RADAR JOGJA – Sementara itu Psikolog Universitas Gadjah Mada (UGM) Prof Koentjoro menyebut pembunuhan dengan cara memutilasi korbannya seperti yang dilakukan dalam kasus di Pakem, Sleman ini merupakan tidak kejahatan sadisme. Jika saat diinterogasi pelaku tidak menunjukkan ekspresi bersalah, ada indikasi yang mengarah ke gangguan kepribadian antisosial, psikopat.

“Kalau saya melihat dari video yang beredar, caranya pelaku menjawab saat dimintai keterangan dengan muka lantang, tidak gelo (tidak ada rasa kekecewaan, Red), menjawab semuanya dengan runtut ketika ditanya, itu mengacu ke psikologis arahnya bisa ke psikopat,” kata Koen.

Menurutnya, melihat ekspresi korban dari video pelaku viral itu menampakkan adanya ketidakpahaman akan penyesalan. Dan jika mengacu pada tidakan, pelaku ceroboh dan menjalankan aksinya tanpa perhitungan.

Pertama, terlilit hutang namun malah mengajak perempuan ke penginapan. Kenapa sasaran tersebut korban inisial AI, bukan lainnya.

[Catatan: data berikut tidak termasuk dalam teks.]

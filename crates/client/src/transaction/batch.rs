//! Atomic batch composition.

use super::Transaction;
use crate::client::Client;
use crate::error::ClientError;
use crate::execute::TransactionResponse;
use meridian_proto::{encode_signed_transaction, BatchPayload, OperationKind, OperationPayload};
use std::ops::{Deref, DerefMut};
use tracing::debug;

/// A transaction whose payload is an ordered sequence of already-signed
/// inner transactions, submitted atomically.
///
/// Inner transactions must be frozen and signed before the batch itself
/// freezes; a batch or a network freeze is never a valid inner.
#[derive(Debug)]
pub struct BatchTransaction {
    tx: Transaction,
    inner: Vec<Transaction>,
}

impl BatchTransaction {
    /// Empty batch.
    pub fn new() -> Self {
        Self {
            tx: Transaction::new(OperationPayload::Batch(BatchPayload::default())),
            inner: Vec::new(),
        }
    }

    pub(crate) fn from_transaction(tx: Transaction) -> Self {
        Self {
            tx,
            inner: Vec::new(),
        }
    }

    fn validate_inner(transaction: &Transaction) -> Result<(), ClientError> {
        match transaction.operation_kind() {
            kind @ (OperationKind::Batch | OperationKind::NetworkFreeze) => {
                Err(ClientError::InvalidInnerTransaction { kind })
            }
            _ => Ok(()),
        }
    }

    /// Append an inner transaction. Rejects batches and network freezes
    /// before any network call.
    pub fn add_inner(
        &mut self,
        transaction: impl Into<Transaction>,
    ) -> Result<&mut Self, ClientError> {
        self.tx.payload_mut()?;
        let transaction = transaction.into();
        Self::validate_inner(&transaction)?;
        self.inner.push(transaction);
        Ok(self)
    }

    /// Replace the inner transaction list.
    pub fn set_inner(
        &mut self,
        transactions: Vec<Transaction>,
    ) -> Result<&mut Self, ClientError> {
        self.tx.payload_mut()?;
        for transaction in &transactions {
            Self::validate_inner(transaction)?;
        }
        self.inner = transactions;
        Ok(self)
    }

    /// The inner transactions, in submission order.
    pub fn inner_transactions(&self) -> &[Transaction] {
        &self.inner
    }

    /// Compose the batch payload from the inner transactions' signed cells,
    /// then freeze. Each inner contributes its first node's cell.
    pub async fn freeze_with(
        &mut self,
        client: Option<&Client>,
    ) -> Result<&mut Self, ClientError> {
        if self.tx.is_frozen() {
            return Ok(self);
        }

        let mut signed_transactions = Vec::with_capacity(self.inner.len());
        for inner in &self.inner {
            if !inner.is_frozen() {
                return Err(ClientError::InnerNotReady);
            }
            let cell = inner.signed_cell(0, 0).await?;
            if cell.signature_map.is_empty() {
                return Err(ClientError::InnerNotReady);
            }
            signed_transactions.push(encode_signed_transaction(&cell)?);
        }
        debug!(inner = signed_transactions.len(), "Batch payload composed");

        match self.tx.payload_mut()? {
            OperationPayload::Batch(p) => p.signed_transactions = signed_transactions,
            _ => unreachable!("payload kind is fixed at construction"),
        }
        self.tx.freeze_with(client).await?;
        Ok(self)
    }

    /// Freeze without a client.
    pub async fn freeze(&mut self) -> Result<&mut Self, ClientError> {
        self.freeze_with(None).await
    }

    /// Execute the batch, composing and freezing it first when needed.
    pub async fn execute(&mut self, client: &Client) -> Result<TransactionResponse, ClientError> {
        if !self.tx.is_frozen() {
            self.freeze_with(Some(client)).await?;
        }
        self.tx.execute(client).await
    }
}

impl From<BatchTransaction> for Transaction {
    fn from(wrapper: BatchTransaction) -> Self {
        wrapper.tx
    }
}

impl Default for BatchTransaction {
    fn default() -> Self {
        Self::new()
    }
}

impl Deref for BatchTransaction {
    type Target = Transaction;

    fn deref(&self) -> &Transaction {
        &self.tx
    }
}

impl DerefMut for BatchTransaction {
    fn deref_mut(&mut self) -> &mut Transaction {
        &mut self.tx
    }
}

Lalu jika dilihat dari barang bukti pelaku, sudah ada bukti perencanaan pembunuhan. “Menurut saya juga karena kebodohan dan kebingungan pelaku. Sehingga menghentikan aksinya dengan meninggalkan korban di penginapan tersebut,” kata dia.

Pembunuhan terencana ini, kata dia, pelaku belum mempunyai pengalaman untuk membunuh seperti itu. “Sehingga kalau dia sadis mengalami gangguan psikologis gejalanya bisa tetapi atau perlu pemeriksaan lebih lanjut,” tambahnya.

Dikatakan, psikopat dapat disebabkan oleh kelainan hormonal. Hal ini bisa terjadi sewaktu-waktu. “Salah satu cirinya, psikopat tidak tahu dosa dan bersalah,” bebernya.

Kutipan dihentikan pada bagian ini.